### DATA IN THIS EXERCISE

..............................

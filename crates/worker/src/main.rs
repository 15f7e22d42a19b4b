use anyhow::Context;
use clap::Parser;
use std::path::PathBuf;
use std::sync::Arc;
use tracing_subscriber::EnvFilter;
use tracing_subscriber::{layer::SubscriberExt, util::SubscriberInitExt};

use gridiron_core::domain::request::RecommendationRequest;
use gridiron_core::ingest::{ProviderClient, StaticProvider};
use gridiron_core::policy::AdvisorConfig;
use gridiron_core::time::season;
use gridiron_core::Advisor;

#[derive(Debug, Parser)]
#[command(name = "gridiron_worker")]
struct Args {
    /// Recommendation request (JSON).
    #[arg(long)]
    request: PathBuf,

    /// Advisor config (JSON). Falls back to ADVISOR_CONFIG.
    #[arg(long)]
    config: Option<PathBuf>,

    /// Serve provider data from a fixture file instead of HTTP. Repeatable.
    #[arg(long = "fixture")]
    fixtures: Vec<PathBuf>,

    /// Override the request's as-of time (RFC 3339 or YYYY-MM-DD).
    #[arg(long)]
    as_of: Option<String>,

    /// Pretty-print the output.
    #[arg(long)]
    pretty: bool,
}

#[tokio::main]
async fn main() -> anyhow::Result<()> {
    dotenvy::dotenv().ok();

    let settings = gridiron_core::config::Settings::from_env()?;
    let _sentry_guard = init_sentry(&settings);

    tracing_subscriber::registry()
        .with(EnvFilter::from_default_env())
        .with(tracing_subscriber::fmt::layer().with_writer(std::io::stderr))
        .with(sentry_tracing::layer())
        .init();

    let args = Args::parse();

    let config_path = match &args.config {
        Some(p) => p.clone(),
        None => PathBuf::from(settings.require_advisor_config_path()?),
    };
    let config = AdvisorConfig::load(&config_path)
        .with_context(|| format!("load advisor config {}", config_path.display()))?;

    let providers: Vec<Arc<dyn ProviderClient>> = if args.fixtures.is_empty() {
        gridiron_core::ingest::build_http_providers(&config)?
    } else {
        let mut out: Vec<Arc<dyn ProviderClient>> = Vec::with_capacity(args.fixtures.len());
        for path in &args.fixtures {
            out.push(Arc::new(StaticProvider::load(path)?));
        }
        out
    };
    tracing::info!(
        providers = providers.len(),
        offline = !args.fixtures.is_empty(),
        "providers ready"
    );

    let advisor = Advisor::from_config(config, providers)?;

    let text = std::fs::read_to_string(&args.request)
        .with_context(|| format!("failed to read request {}", args.request.display()))?;
    let mut request: RecommendationRequest =
        serde_json::from_str(&text).context("request is not a valid RecommendationRequest")?;
    if let Some(as_of) = args.as_of.as_deref() {
        request.context.as_of = season::resolve_as_of(Some(as_of), chrono::Utc::now())?;
    }

    match advisor.advise(&request).await {
        Ok(set) => {
            let out = if args.pretty {
                serde_json::to_string_pretty(&set)?
            } else {
                serde_json::to_string(&set)?
            };
            println!("{out}");
            tracing::info!(request_id = %set.request_id, recommendations = set.recommendations.len(), "run complete");
            Ok(())
        }
        Err(err) => {
            let kind = err.kind();
            let err = anyhow::Error::new(err).context(format!("recommendation run failed ({kind})"));
            sentry_anyhow::capture_anyhow(&err);
            tracing::error!(request_id = %request.id, error = %format!("{err:#}"), "recommendation run failed");
            Err(err)
        }
    }
}

fn init_sentry(settings: &gridiron_core::config::Settings) -> Option<sentry::ClientInitGuard> {
    let dsn = settings.sentry_dsn.as_deref()?;
    Some(sentry::init((
        dsn,
        sentry::ClientOptions {
            release: sentry::release_name!(),
            ..Default::default()
        },
    )))
}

..............................

### WHAT YOU SHOULD DO
Copy the records above, keeping each line identical.

### YOUR RESPONSE
filename crates/worker/src/main.rs
repository 15f7e22d42a19b4b
use anyhow::Context;
use clap::Parser;
use std::path::PathBuf;
use std::sync::Arc;
use tracing_subscriber::EnvFilter;
use tracing_subscriber::{layer::SubscriberExt, util::SubscriberInitExt};

use gridiron_core::domain::request::RecommendationRequest;
use gridiron_core::ingest::{ProviderClient, StaticProvider};
use gridiron_core::policy::AdvisorConfig;
use gridiron_core::time::season;
use gridiron_core::Advisor;

#[derive(Debug, Parser)]
#[command(name = "gridiron_worker")]
struct Args {
    /// Recommendation request (JSON).
    #[arg(long)]
    request: PathBuf,

    /// Advisor config (JSON). Falls back to ADVISOR_CONFIG.
    #[arg(long)]
    config: Option<PathBuf>,

    /// Serve provider data from a fixture file instead of HTTP. Repeatable.
    #[arg(long = "fixture")]
    fixtures: Vec<PathBuf>,

    /// Override the request's as-of time (RFC 3339 or YYYY-MM-DD).
    #[arg(long)]
    as_of: Option<String>,

    /// Pretty-print the output.
    #[arg(long)]
    pretty: bool,
}

#[tokio::main]
async fn main() -> anyhow::Result<()> {
    dotenvy::dotenv().ok();

    let settings = gridiron_core::config::Settings::from_env()?;
    let _sentry_guard = init_sentry(&settings);

    tracing_subscriber::registry()
        .with(EnvFilter::from_default_env())
        .with(tracing_subscriber::fmt::layer().with_writer(std::io::stderr))
        .with(sentry_tracing::layer())
        .init();

    let args = Args::parse();

    let config_path = match &args.config {
        Some(p) => p.clone(),
        None => PathBuf::from(settings.require_advisor_config_path()?),
    };
    let config = AdvisorConfig::load(&config_path)
        .with_context(|| format!("load advisor config {}", config_path.display()))?;

    let providers: Vec<Arc<dyn ProviderClient>> = if args.fixtures.is_empty() {
        gridiron_core::ingest::build_http_providers(&config)?
    } else {
        let mut out: Vec<Arc<dyn ProviderClient>> = Vec::with_capacity(args.fixtures.len());
        for path in &args.fixtures {
            out.push(Arc::new(StaticProvider::load(path)?));
        }
        out
    };
    tracing::info!(
        providers = providers.len(),
        offline = !args.fixtures.is_empty(),
        "providers ready"
    );

    let advisor = Advisor::from_config(config, providers)?;

    let text = std::fs::read_to_string(&args.request)
        .with_context(|| format!("failed to read request {}", args.request.display()))?;
    let mut request: RecommendationRequest =
        serde_json::from_str(&text).context("request is not a valid RecommendationRequest")?;
    if let Some(as_of) = args.as_of.as_deref() {
        request.context.as_of = season::resolve_as_of(Some(as_of), chrono::Utc::now())?;
    }

    match advisor.advise(&request).await {
        Ok(set) => {
            let out = if args.pretty {
                serde_json::to_string_pretty(&set)?
            } else {
                serde_json::to_string(&set)?
            };
            println!("{out}");
            tracing::info!(request_id = %set.request_id, recommendations = set.recommendations.len(), "run complete");
            Ok(())
        }
        Err(err) => {
            let kind = err.kind();
            let err = anyhow::Error::new(err).context(format!("recommendation run failed ({kind})"));
            sentry_anyhow::capture_anyhow(&err);
            tracing::error!(request_id = %request.id, error = %format!("{err:#}"), "recommendation run failed");
            Err(err)
        }
    }
}

fn init_sentry(settings: &gridiron_core::config::Settings) -> Option<sentry::ClientInitGuard> {
    let dsn = settings.sentry_dsn.as_deref()?;
    Some(sentry::init((
        dsn,
        sentry::ClientOptions {
            release: sentry::release_name!(),
            ..Default::default()
        },
    )))
}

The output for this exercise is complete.